I think it’s extremely important that celebrities, for them to allow themselves to just be, and people will feel comfortable. Because our comfort, or let’s put it … The young generation’s comfort zone is a laptop, is an iPad. So whatever they get, the information that they’re getting from these celebrities that they respect and they admire, it has to be one of purity, of liberation.
And I think that for example, Bad Bunny, especially is doing an outstanding job and just letting people, “Who cares if I paint my nails? Who cares if I am gay or if I’m not.” The truth in this case, he’s not, but he’s a super powerful eye, that we need to support. Then we will forever be grateful, because we need them. They are an important part of our history. I like art and I appreciate it. I’ve worked for forever, but that’s what I needed to work with him. I needed to sit down, even though I’ve been doing this for many years.
But you have this young generation, that their instincts are so point, they are so in touch with what they are and who they are. And they don’t have the issues that we had growing up. Yes, there are still many men and women that are struggling the way we struggle, but there is something about this young generation that gives me a lot of hope. And because of their attitude, they are letting us know that, for example, my kids are not going to be dealing with half of the things that we dealt with.
I’ve always love Elton. And I have to say Elton because he was always been very supportive and very warm and he’s always been there. We’re not that close, but there’s always that sense of security when I’m around him, that … And then we just go back to everything that he’s been through. Even though we might agree on some things or not, but I just remember growing up and looking at Elton and saying like, “I love his music. I like his colors. I love his wigs. I love it. Do I want to be him or do I like him? I’m so confused.” At the end of the day, I remember just warm, loving, comforting … just emotions every time I saw him. Let’s give him a lot of credit for that.
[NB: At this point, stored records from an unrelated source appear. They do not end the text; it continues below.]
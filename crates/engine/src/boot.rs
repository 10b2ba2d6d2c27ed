//! Cold start: scan the data root, load every table into a cache, and
//! recover the timestamp counter.
//!
//! There is no journal -- the immutable tables on disk are the entire
//! persistent state, and level membership is encoded purely by which
//! `level-N/` directory a file sits in.

use anyhow::{ensure, Context, Result};
use memtable::MemTable;
use sstable::format::{LEVEL_PREFIX, SST_SUFFIX};
use sstable::SstCache;
use std::fs;
use std::path::Path;
use tracing::{debug, info};

use crate::{Config, Engine, EngineError};

pub(crate) fn boot(data_dir: &Path, config: Config) -> Result<Engine> {
    if !data_dir.is_dir() {
        return Err(EngineError::DataRootMissing(data_dir.to_path_buf()).into());
    }
    ensure!(
        config.mem_max > memtable::EMPTY_BYTE_SIZE,
        "memory budget {} cannot hold even an empty table ({} bytes)",
        config.mem_max,
        memtable::EMPTY_BYTE_SIZE
    );
    ensure!(!config.levels.is_empty(), "level table must not be empty");

    let mut caches = load_caches(data_dir)?;
    caches.sort_by(SstCache::cmp_freshness);

    // The next memtable must be fresher than everything on disk.
    let cur_ts = caches
        .iter()
        .map(|c| c.header.time_stamp)
        .max()
        .map_or(1, |ts| ts + 1);

    info!(
        data_dir = %data_dir.display(),
        tables = caches.len(),
        cur_ts,
        "engine booted"
    );

    Ok(Engine {
        data_dir: data_dir.to_path_buf(),
        mem: MemTable::new(cur_ts),
        caches,
        cur_ts,
        config,
    })
}

/// Loads a cache for every `*.sst` under every `level-N/` directory.
///
/// A file that fails to parse aborts the boot -- a table we cannot read is
/// a table whose data we would silently lose.
fn load_caches(data_dir: &Path) -> Result<Vec<SstCache>> {
    let mut caches = Vec::new();

    for entry in fs::read_dir(data_dir)
        .with_context(|| format!("scanning data root {}", data_dir.display()))?
    {
        let dir = entry?.path();
        let Some(level) = parse_level(&dir) else {
            continue;
        };

        for entry in
            fs::read_dir(&dir).with_context(|| format!("scanning {}", dir.display()))?
        {
            let path = entry?.path();
            if path.extension().is_some_and(|e| e == SST_SUFFIX) {
                let cache = SstCache::load(&path, level)?;
                debug!(
                    path = %path.display(),
                    level,
                    time_stamp = cache.header.time_stamp,
                    count = cache.header.count,
                    "loaded table"
                );
                caches.push(cache);
            }
        }
    }

    Ok(caches)
}

/// `<root>/level-7` → `Some(7)`; anything else → `None`.
fn parse_level(dir: &Path) -> Option<usize> {
    if !dir.is_dir() {
        return None;
    }
    dir.file_name()?
        .to_str()?
        .strip_prefix(LEVEL_PREFIX)?
        .parse()
        .ok()
}
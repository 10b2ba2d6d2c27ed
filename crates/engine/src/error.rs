use std::path::PathBuf;
use thiserror::Error;

/// Typed engine failures, carried inside `anyhow::Error`.
#[derive(Debug, Error)]
pub enum EngineError {
    /// The engine was opened on a directory that does not exist. Fatal to
    /// construction: the engine never creates its own data root.
    #[error("data root {0} does not exist")]
    DataRootMissing(PathBuf),
}
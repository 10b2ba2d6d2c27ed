//! Read path: `get()` and `scan()`.
//!
//! Point lookups consult the memtable first, then the cache set from
//! freshest to stalest; the first index hit wins. A tombstone hit at any
//! tier means "not found" -- it shadows every staler value. Level 0 is
//! tiered, so several level-0 tables may cover the probed key; the
//! freshness walk, not the range check, is what picks the right one.

use anyhow::Result;
use std::collections::BTreeMap;

use crate::{Engine, TOMBSTONE};

/// Translates the tombstone literal to "not found".
fn live(value: Vec<u8>) -> Option<Vec<u8>> {
    (value != TOMBSTONE).then_some(value)
}

impl Engine {
    /// Looks up a key, returning the freshest live value.
    ///
    /// # Errors
    ///
    /// Returns an error if reading a table value fails.
    pub fn get(&self, key: u64) -> Result<Option<Vec<u8>>> {
        if let Some(value) = self.mem.get(key) {
            return Ok(live(value.to_vec()));
        }

        for cache in self.caches.iter().rev() {
            if let Some(offset) = cache.search(key) {
                return Ok(live(cache.read_at(offset)?));
            }
        }

        Ok(None)
    }

    /// Collects every live pair with key in `[lo, hi]`, ascending.
    ///
    /// Each key resolves exactly as `get` would: the memtable is seeded
    /// first, then each cache is replayed from freshest to stalest and only
    /// keys not yet claimed are read. Tombstones are filtered at the end so
    /// a fresh tombstone suppresses every staler value of its key.
    pub fn scan(&self, lo: u64, hi: u64) -> Result<Vec<(u64, Vec<u8>)>> {
        let mut merged: BTreeMap<u64, Vec<u8>> = BTreeMap::new();

        for (key, value) in self.mem.iter() {
            if key < lo {
                continue;
            }
            if key > hi {
                break;
            }
            merged.insert(key, value.clone());
        }

        for cache in self.caches.iter().rev() {
            let start = cache.indices.partition_point(|&(k, _)| k < lo);
            for &(key, offset) in &cache.indices[start..] {
                if key > hi {
                    break;
                }
                if !merged.contains_key(&key) {
                    merged.insert(key, cache.read_at(offset)?);
                }
            }
        }

        Ok(merged
            .into_iter()
            .filter(|(_, v)| v.as_slice() != TOMBSTONE)
            .collect())
    }
}
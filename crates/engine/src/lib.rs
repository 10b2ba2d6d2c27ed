//! # Engine - StrataKV Storage Engine
//!
//! The central orchestrator tying together the [`memtable`] and [`sstable`]
//! crates into a complete LSM-tree key-value store over `u64` keys and
//! byte-string values.
//!
//! ## Architecture
//!
//! ```text
//! Client
//!   |
//!   v
//! ┌──────────────────────────────────────────────────┐
//! │                     ENGINE                       │
//! │                                                  │
//! │ write.rs → predict size → MemTable upsert        │
//! │              |                                   │
//! │              |  (next put would hit mem_max?)    │
//! │              |            yes                    │
//! │              v                                   │
//! │           flush() → one level-0 SSTable          │
//! │              |                                   │
//! │              v                                   │
//! │           check_level(0) → compact(L, L+1) …     │
//! │                                                  │
//! │ read.rs → MemTable → caches freshest→stalest     │
//! │            (first match wins)                    │
//! └──────────────────────────────────────────────────┘
//! ```
//!
//! ## Module responsibilities
//!
//! | Module          | Purpose                                             |
//! |-----------------|-----------------------------------------------------|
//! | [`lib.rs`]      | `Engine` struct, constants, accessors, `Debug`, `Drop` |
//! | [`boot`]        | Cold start: level-directory scan, cache loading     |
//! | [`write`]       | `put()`, `del()`, `reset()`, internal `flush()`     |
//! | [`read`]        | `get()`, `scan()`                                   |
//! | [`compaction`]  | `check_level()` / `compact()`, tiering + leveling   |
//! | [`config`]      | Per-level `(max_files, policy)` table, memory budget |
//!
//! ## Freshness
//!
//! Deletions are tombstone writes, so the same key may exist in several
//! tiers at once and the engine must always believe the freshest one. The
//! active cache set is kept sorted by the freshness order (lower level,
//! then higher timestamp, then higher count is fresher) and the read path
//! walks it from freshest to stalest. Level 0 is tiered and its tables may
//! overlap, so a range hit there never short-circuits the walk -- only an
//! index hit does.

mod boot;
mod compaction;
mod config;
mod error;
mod read;
mod write;

pub use config::{Config, LevelLimit, Policy};
pub use error::EngineError;
pub use memtable::TOMBSTONE;

use anyhow::Result;
use memtable::MemTable;
use sstable::SstCache;
use std::path::{Path, PathBuf};

/// Memory-table byte budget: a `put` that would reach this size flushes
/// first. Also caps the size of every compaction output file.
pub const MEMORY_MAXSIZE: usize = 2 * 1024 * 1024;

/// The storage engine.
///
/// Single-threaded and cooperative: every public call runs to completion
/// before another begins; flush and compaction happen synchronously inside
/// `put`/`del`.
pub struct Engine {
    /// Data root holding the `level-N/` directories.
    pub(crate) data_dir: PathBuf,
    /// The mutable tier.
    pub(crate) mem: MemTable,
    /// Active cache set: the sole authority on which tables are live.
    /// Sorted ascending by freshness (stalest first); readers walk it in
    /// reverse.
    pub(crate) caches: Vec<SstCache>,
    /// Timestamp the next memtable will carry.
    pub(crate) cur_ts: u64,
    pub(crate) config: Config,
}

impl Engine {
    /// Opens the engine on `data_dir` with the default configuration.
    ///
    /// # Errors
    ///
    /// [`EngineError::DataRootMissing`] when the directory does not exist;
    /// any table that fails to load is fatal here.
    pub fn open<P: AsRef<Path>>(data_dir: P) -> Result<Self> {
        Self::open_with_config(data_dir, Config::default())
    }

    /// Opens the engine with an explicit [`Config`].
    pub fn open_with_config<P: AsRef<Path>>(data_dir: P, config: Config) -> Result<Self> {
        boot::boot(data_dir.as_ref(), config)
    }

    /// Timestamp of the current memtable.
    #[must_use]
    pub fn time_stamp(&self) -> u64 {
        self.cur_ts
    }

    /// Number of live tables across all levels.
    #[must_use]
    pub fn cache_count(&self) -> usize {
        self.caches.len()
    }

    /// Number of live tables at one level.
    #[must_use]
    pub fn level_count(&self, level: usize) -> usize {
        self.caches.iter().filter(|c| c.level == level).count()
    }

    /// Current serialized size of the memtable in bytes.
    #[must_use]
    pub fn mem_byte_size(&self) -> usize {
        self.mem.byte_size()
    }

    /// Number of distinct keys in the memtable.
    #[must_use]
    pub fn mem_len(&self) -> u64 {
        self.mem.len()
    }

    /// The data root this engine was opened on.
    #[must_use]
    pub fn data_dir(&self) -> &Path {
        &self.data_dir
    }
}

impl std::fmt::Debug for Engine {
    fn fmt(&self, f: &mut std::fmt::Formatter<'_>) -> std::fmt::Result {
        let mut per_level: Vec<(usize, usize)> = Vec::new();
        for c in &self.caches {
            match per_level.iter_mut().find(|(l, _)| *l == c.level) {
                Some((_, n)) => *n += 1,
                None => per_level.push((c.level, 1)),
            }
        }
        per_level.sort_unstable();
        f.debug_struct("Engine")
            .field("data_dir", &self.data_dir)
            .field("cur_ts", &self.cur_ts)
            .field("mem_len", &self.mem.len())
            .field("mem_byte_size", &self.mem.byte_size())
            .field("caches", &self.caches.len())
            .field("per_level", &per_level)
            .finish()
    }
}

/// Best-effort flush on drop.
///
/// Remaining memtable contents are persisted so they survive the process;
/// errors are ignored because `Drop` cannot propagate them.
impl Drop for Engine {
    fn drop(&mut self) {
        if !self.mem.is_empty() {
            let _ = self.flush();
        }
    }
}

#[cfg(test)]
mod tests;
//! Write path: `put()`, `del()`, `reset()`, `force_flush()`, and the
//! internal `flush()`.
//!
//! All mutations land in the memtable; the flush decision is made *before*
//! mutating, from the memtable's own prediction of its post-put serialized
//! size, so a flushed table never exceeds the memory budget.

use anyhow::{ensure, Context, Result};
use memtable::MemTable;
use sstable::format::LEVEL_PREFIX;
use sstable::SSTableWriter;
use std::fs;
use tracing::{debug, info};

use crate::{Engine, TOMBSTONE};

impl Engine {
    /// Inserts or updates a key.
    ///
    /// Flushes the memtable first when this put would bring its serialized
    /// size up to the memory budget.
    ///
    /// # Errors
    ///
    /// Returns an error on I/O failure during an induced flush or
    /// compaction; the write itself cannot fail.
    pub fn put(&mut self, key: u64, value: Vec<u8>) -> Result<()> {
        ensure!(!value.is_empty(), "value must not be empty");
        // Values are stored null-terminated on disk; an embedded NUL would
        // truncate silently on read.
        ensure!(
            !value.contains(&0u8),
            "value must not contain NUL bytes"
        );

        if self.mem.predict_byte_size(key, &value) >= self.config.mem_max {
            self.flush()?;
        }
        self.mem.put(key, value);
        Ok(())
    }

    /// Deletes a key by writing a tombstone.
    ///
    /// Returns `true` iff a live value was visible somewhere in the store.
    /// A key that is absent -- or already tombstoned -- returns `false` and
    /// writes nothing.
    pub fn del(&mut self, key: u64) -> Result<bool> {
        if self.get(key)?.is_none() {
            return Ok(false);
        }
        self.put(key, TOMBSTONE.to_vec())?;
        Ok(true)
    }

    /// Drops every key-value pair and every table, returning the store to
    /// its freshly-created state.
    ///
    /// The data root itself is kept; the `level-N/` directories are
    /// removed.
    pub fn reset(&mut self) -> Result<()> {
        self.caches.clear();
        for entry in fs::read_dir(&self.data_dir)? {
            let path = entry?.path();
            let is_level_dir = path.is_dir()
                && path
                    .file_name()
                    .and_then(|n| n.to_str())
                    .is_some_and(|n| n.starts_with(LEVEL_PREFIX));
            if is_level_dir {
                fs::remove_dir_all(&path)
                    .with_context(|| format!("removing {}", path.display()))?;
            }
        }
        self.cur_ts = 1;
        self.mem = MemTable::new(1);
        info!(data_dir = %self.data_dir.display(), "store reset");
        Ok(())
    }

    /// Flushes the memtable now, regardless of its size. No-op when empty.
    pub fn force_flush(&mut self) -> Result<()> {
        self.flush()
    }

    /// Serializes the memtable into one level-0 table, installs a fresh
    /// memtable one timestamp later, and rebalances the levels.
    ///
    /// No-op when the memtable is empty: a value whose entry alone exceeds
    /// the memory budget trips the flush predicate before anything has been
    /// inserted, and there is nothing to persist yet.
    pub(crate) fn flush(&mut self) -> Result<()> {
        if self.mem.is_empty() {
            return Ok(());
        }
        let cache = SSTableWriter::write_from_memtable(&self.data_dir, &self.mem)?;
        debug!(
            path = %cache.path.display(),
            time_stamp = cache.header.time_stamp,
            count = cache.header.count,
            "flushed memtable"
        );

        self.caches.push(cache);
        self.caches.sort_by(sstable::SstCache::cmp_freshness);

        self.cur_ts = self.mem.time_stamp() + 1;
        self.mem = MemTable::new(self.cur_ts);

        self.check_level(0)
    }
}
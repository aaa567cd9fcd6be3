//! Request admission and response hygiene.
//!
//! A single gate applies the per-client rate limit and the request
//! size ceiling before any handler runs, mirroring the data flow rule
//! that admission is checked before the envelope is even parsed.
//! Responses pick up a fixed set of security headers on the way out.

use std::net::SocketAddr;
use std::time::Instant;

use axum::extract::{ConnectInfo, Request, State};
use axum::http::{header, HeaderMap, HeaderValue, StatusCode};
use axum::middleware::Next;
use axum::response::{IntoResponse, Response};
use axum::Json;
use serde_json::Value;
use tracing::{info, warn};

use crate::errors::AppError;
use crate::rpc::JsonRpcResponse;

use super::AppState;

/// Client identity used for admission windows.
///
/// Prefers proxy-supplied headers so deployments behind a load
/// balancer keep one window per originating client, falling back to
/// the peer address.
fn client_ip(request: &Request) -> String {
    if let Some(forwarded) = request
        .headers()
        .get("x-forwarded-for")
        .and_then(|value| value.to_str().ok())
    {
        if let Some(first) = forwarded.split(',').next() {
            let first = first.trim();
            if !first.is_empty() {
                return first.to_owned();
            }
        }
    }
    if let Some(real_ip) = request
        .headers()
        .get("x-real-ip")
        .and_then(|value| value.to_str().ok())
    {
        let real_ip = real_ip.trim();
        if !real_ip.is_empty() {
            return real_ip.to_owned();
        }
    }
    request
        .extensions()
        .get::<ConnectInfo<SocketAddr>>()
        .map_or_else(|| "unknown".to_owned(), |info| info.0.ip().to_string())
}

/// Admission gate plus security headers for every route.
///
/// Rejections happen before the body is read, so the rate-limit
/// envelope always carries a null request id.
pub async fn security_gate(State(state): State<AppState>, request: Request, next: Next) -> Response {
    let client = client_ip(&request);

    let admission = state.limiter.admit(&client);
    if let crate::admission::Admission::Rejected { retry_after } = admission {
        warn!(client = %client, retry_after, "rate limit exceeded");
        return rate_limited_response(&state, retry_after);
    }

    if let Some(length) = request.headers().get(header::CONTENT_LENGTH) {
        let within = length
            .to_str()
            .ok()
            .and_then(|raw| raw.parse::<u64>().ok())
            .is_some_and(|size| size <= state.config.limits.max_request_size);
        if !within {
            warn!(client = %client, "request body exceeds size ceiling");
            return (StatusCode::PAYLOAD_TOO_LARGE, "Request entity too large").into_response();
        }
    }

    let mut response = next.run(request).await;
    apply_security_headers(response.headers_mut(), state.config.limits.rate_limit_rpm);
    response
}

/// 429 response carrying both the HTTP retry hint and a JSON-RPC
/// error envelope so protocol clients see a well-formed rejection.
fn rate_limited_response(state: &AppState, retry_after: u64) -> Response {
    let envelope =
        JsonRpcResponse::from_app_error(Value::Null, &AppError::RateLimited { retry_after });
    let mut response = (StatusCode::TOO_MANY_REQUESTS, Json(envelope)).into_response();
    let headers = response.headers_mut();
    if let Ok(value) = HeaderValue::from_str(&retry_after.to_string()) {
        headers.insert("retry-after", value);
    }
    if let Ok(value) = HeaderValue::from_str(&state.config.limits.rate_limit_rpm.to_string()) {
        headers.insert("x-ratelimit-limit", value);
    }
    headers.insert("x-ratelimit-remaining", HeaderValue::from_static("0"));
    response
}

/// Fixed response header set plus the advertised rate-limit ceiling.
fn apply_security_headers(headers: &mut HeaderMap, rpm_ceiling: u32) {
    const STATIC_HEADERS: &[(&str, &str)] = &[
        ("x-content-type-options", "nosniff"),
        ("x-frame-options", "DENY"),
        ("x-xss-protection", "1; mode=block"),
        ("strict-transport-security", "max-age=31536000; includeSubDomains"),
        ("referrer-policy", "strict-origin-when-cross-origin"),
        ("content-security-policy", "default-src 'self'"),
        ("permissions-policy", "geolocation=(), microphone=(), camera=()"),
    ];
    for &(name, value) in STATIC_HEADERS {
        headers.insert(name, HeaderValue::from_static(value));
    }
    if let Ok(value) = HeaderValue::from_str(&rpm_ceiling.to_string()) {
        headers.insert("x-ratelimit-limit", value);
    }
}

/// One log line per request with latency, warning on slow handlers.
pub async fn request_log(State(state): State<AppState>, request: Request, next: Next) -> Response {
    let method = request.method().clone();
    let path = request.uri().path().to_owned();
    let started = Instant::now();

    let response = next.run(request).await;

    let duration_ms = u64::try_from(started.elapsed().as_millis()).unwrap_or(u64::MAX);
    let status = response.status().as_u16();
    if duration_ms >= state.config.timeouts.slow_request_millis {
        warn!(%method, path = %path, status, duration_ms, "slow request");
    } else {
        info!(%method, path = %path, status, duration_ms, "request processed");
    }
    response
}
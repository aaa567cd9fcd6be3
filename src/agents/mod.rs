//! Agent abstraction and registry.
//!
//! The [`Agent`] trait decouples the protocol engine (router, streaming
//! pipeline, registries) from task execution logic. Implementations
//! describe themselves through skills and capabilities for the discovery
//! document and execute tasks either synchronously or by emitting
//! [`StreamEvent`]s into a bounded channel.

pub mod simple;

use std::future::Future;
use std::pin::Pin;
use std::sync::Arc;

use tokio::sync::mpsc;
use tokio_util::sync::CancellationToken;

use crate::errors::{AppError, Result};
use crate::models::{AgentCapabilities, AgentSkill, StreamEvent, Task, TaskResponse};

/// Pluggable task executor.
///
/// Agents are registered once at startup and shared immutably across
/// requests; implementations must be safe to call concurrently.
pub trait Agent: Send + Sync {
    /// Display name used in the discovery document.
    fn name(&self) -> &str;

    /// Human-readable description of what the agent does.
    fn description(&self) -> &str;

    /// Agent version advertised in the discovery document.
    fn version(&self) -> &str {
        "1.0.0"
    }

    /// Skills this agent offers; examples double as routing triggers.
    fn skills(&self) -> &[AgentSkill];

    /// Capability flags advertised in the discovery document.
    fn capabilities(&self) -> AgentCapabilities {
        AgentCapabilities::default()
    }

    /// Execute a task to completion and return the final response.
    ///
    /// # Errors
    ///
    /// Returns [`AppError::Agent`](crate::AppError::Agent) for failures
    /// inside agent logic. The dispatcher maps any error onto a failed
    /// task and a wire-level error envelope.
    fn execute<'a>(
        &'a self,
        task: &'a Task,
    ) -> Pin<Box<dyn Future<Output = Result<TaskResponse>> + Send + 'a>>;

    /// Execute a task incrementally, emitting events into `events`.
    ///
    /// Implementations end the stream by sending exactly one event with
    /// its final flag set. The default implementation bridges
    /// non-streaming agents: a working status, then [`Self::execute`],
    /// then the response as a final frame.
    ///
    /// # Errors
    ///
    /// Returns [`AppError::Agent`](crate::AppError::Agent) for failures
    /// inside agent logic and [`AppError::Cancelled`](crate::AppError::Cancelled)
    /// when the consumer went away mid-stream. The pipeline synthesizes
    /// the terminal frame for any error outcome.
    fn execute_streaming<'a>(
        &'a self,
        task: &'a Task,
        events: EventSender,
    ) -> Pin<Box<dyn Future<Output = Result<()>> + Send + 'a>> {
        Box::pin(async move {
            events
                .send(StreamEvent::working(
                    &task.id,
                    "Processing request...",
                    Some(50.0),
                ))
                .await?;
            let response = self.execute(task).await?;
            let event = match response.result {
                Some(message) => StreamEvent::message(&task.id, message, true),
                None => StreamEvent::status(&task.id, response.status, true),
            };
            events.send(event).await?;
            Ok(())
        })
    }
}

/// Sending half of a task's event channel.
///
/// Wired to the stream's cancellation token so a producer blocked on a
/// full channel wakes up as soon as the consumer goes away instead of
/// parking forever.
#[derive(Clone)]
pub struct EventSender {
    tx: mpsc::Sender<StreamEvent>,
    cancel: CancellationToken,
}

impl EventSender {
    /// Send one event, waiting for channel capacity.
    ///
    /// # Errors
    ///
    /// Returns [`AppError::Cancelled`] when the stream consumer has gone
    /// away; producers should stop work and return promptly.
    pub async fn send(&self, event: StreamEvent) -> Result<()> {
        tokio::select! {
            () = self.cancel.cancelled() => {
                Err(AppError::Cancelled("stream consumer went away".into()))
            }
            sent = self.tx.send(event) => {
                sent.map_err(|_| AppError::Cancelled("event channel closed".into()))
            }
        }
    }

    /// Whether the consumer has already gone away.
    #[must_use]
    pub fn is_cancelled(&self) -> bool {
        self.cancel.is_cancelled()
    }
}

/// Create a bounded event channel whose sender observes `cancel`.
#[must_use]
pub fn event_channel(
    capacity: usize,
    cancel: CancellationToken,
) -> (EventSender, mpsc::Receiver<StreamEvent>) {
    let (tx, rx) = mpsc::channel(capacity);
    (EventSender { tx, cancel }, rx)
}

/// Registry of executable agents keyed by agent id.
///
/// Registration order is preserved and drives routing tie-breaks. The
/// registry is populated at startup and shared immutably afterwards, so
/// lookups take no lock.
#[derive(Default)]
pub struct AgentRegistry {
    agents: Vec<(String, Arc<dyn Agent>)>,
}

impl AgentRegistry {
    /// Create an empty registry.
    #[must_use]
    pub fn new() -> Self {
        Self::default()
    }

    /// Register an agent under `agent_id`.
    ///
    /// Re-registering an existing id replaces the agent in place,
    /// keeping its original position in the routing order.
    pub fn register(&mut self, agent_id: impl Into<String>, agent: Arc<dyn Agent>) {
        let agent_id = agent_id.into();
        if let Some(slot) = self.agents.iter_mut().find(|(id, _)| *id == agent_id) {
            slot.1 = agent;
        } else {
            self.agents.push((agent_id, agent));
        }
    }

    /// Look up an agent by id.
    #[must_use]
    pub fn get(&self, agent_id: &str) -> Option<Arc<dyn Agent>> {
        self.agents
            .iter()
            .find(|(id, _)| id == agent_id)
            .map(|(_, agent)| Arc::clone(agent))
    }

    /// Whether an agent is registered under `agent_id`.
    #[must_use]
    pub fn contains(&self, agent_id: &str) -> bool {
        self.agents.iter().any(|(id, _)| id == agent_id)
    }

    /// Iterate `(agent_id, agent)` pairs in registration order.
    pub fn iter(&self) -> impl Iterator<Item = (&str, &Arc<dyn Agent>)> {
        self.agents.iter().map(|(id, agent)| (id.as_str(), agent))
    }

    /// Registered agent ids in registration order.
    #[must_use]
    pub fn ids(&self) -> Vec<String> {
        self.agents.iter().map(|(id, _)| id.clone()).collect()
    }

    /// Number of registered agents.
    #[must_use]
    pub fn len(&self) -> usize {
        self.agents.len()
    }

    /// Whether no agents are registered.
    #[must_use]
    pub fn is_empty(&self) -> bool {
        self.agents.is_empty()
    }
}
I think we have to join forces. At this point it’s all about listening. It’s about learning, it’s about being respectful, and it’s about understanding that at this point it’s not about us. At this point it’s about giving the platform to those incredible voices that has helped us and has taught us about the injustices that, in this case the LGBTQ+ community goes through. Pretty attached to what the black community in this case, in the US goes through. But in the world, we have to understand that we thought we knew about racism and when all this happened we realised we had no idea. I’ve been wearing the shoes of my fellow sisters, the black community, the trans-black community that have always been struggling. They’ve always been screaming, “We need help. They are killing us.” And no one was listening. So you know what? This door has been opened where I believe all of the minorities will benefit from it because at the end of the day what will happen is that all the minorities will get together and will fight together for the same mission.
All good. All good. I’m in Los Angeles at the moment, dealing with this madness that we’re all dealing with. But my family is great. My husband is doing great. My kids are fantastic. My parents are healthy, and nothing but gratitude. Parenting is exciting and interesting and interesting, and add to it a little bit of a pandemic to the whole equation. Listen, it’s been fascinating just to be able to spend so much time with the kids. Although, since the moment they were born, pretty much, they’ve been on the road. I became a father not to leave them with grandma because I have to go to work. Actually, they have a lot of frequent flyer miles because they’ve been with me. They’re 11 years old. What I’m trying to say is that it’s been very beautiful to spend time with them, checking constantly, checkups, and mental health. Because I think it’s important in this lockdown just to ask them every day, “How are you feeling?” I am very aware of their emotions and they now, because of this pandemic, they can differentiate one feeling from another. So it’s been really interesting.